Microwave-assisted
ignition is a new ignition method, which has
the advantages of reliable ignition and high ignition energy and requires
no preheating. In this study, experimental methods were used to study
the microwave-assisted ignition and combustion characteristics of
ADN-based liquid propellant, and the effects of microwave power and
propellant flow rate on combustion flame structure, spectral emission
characteristics, and flame temperature were investigated. In the experiment,
a microwave-assisted ignition experimental device was established
first. The ADN-based liquid propellant was injected into the microwave
high-energy region from the bottom of the resonator through a hollow
straight tube with an inner diameter of 1 mm, and the gas was introduced
in a coaxial manner.
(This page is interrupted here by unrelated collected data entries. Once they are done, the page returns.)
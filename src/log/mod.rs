//! Logging with named loggers and shared sinks
//!
//! A [`Logger`] filters messages by level and hands them to its attached
//! sinks, which filter again by their own level mask and write a line
//! rendered from their format template. Loggers and sinks live in a
//! [`LogContext`], either one built by the caller or the process-wide
//! [`LogContext::global`].
//!
//! ```no_run
//! let logger = zupply::log::get_logger("app").unwrap();
//! logger.info("value={}", &[&42]);
//! logger.warn_line().write("disk at ").write(93).write('%');
//! ```

mod config;
pub use config::*;
mod context;
pub use context::*;
mod level;
pub use level::*;
mod logger;
pub use logger::*;
mod message;
pub use message::*;
mod registry;
pub use registry::*;
mod setup;
pub mod sink;

use crate::error::Result;
use std::path::Path;
use std::sync::Arc;

/// Get or create a logger of the global context
pub fn get_logger(name: &str) -> Result<Arc<Logger>> {
    LogContext::global().get_logger(name)
}

/// Configure the global context from a config file
pub fn config_from_file<P>(path: &P) -> Result<()>
where
    P: AsRef<Path>,
{
    LogContext::global().config_from_file(path)
}

/// Remove a logger from the global context
pub fn drop_logger(name: &str) -> Result<bool> {
    LogContext::global().registry().drop_logger(name)
}

/// Remove every logger from the global context
pub fn drop_all_loggers() -> Result<()> {
    LogContext::global().registry().drop_all()
}

/// Flush every sink of the global context
pub fn flush_all() -> Result<()> {
    LogContext::global().flush()
}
The research results demonstrated that when the
microwave power increased from 1000 to 2000 W, the flame height increased
from 11.12 to 17.32 mm; the free radical intensity of C2*, NH2, and HNO* increased significantly; the flame temperature
increased by about 28.9%. The increase in microwave power is helpful
to the generation of intermediate products and the combustion performance
of propellant is better. When the propellant flow rate was increased
from 25 to 45 mL/min, it was found that the spray combustion effect
was the best when the propellant flow rate was 30 mL/min, the flame
height increased by 25.2%, and the flame temperature increased by
about 11.3%.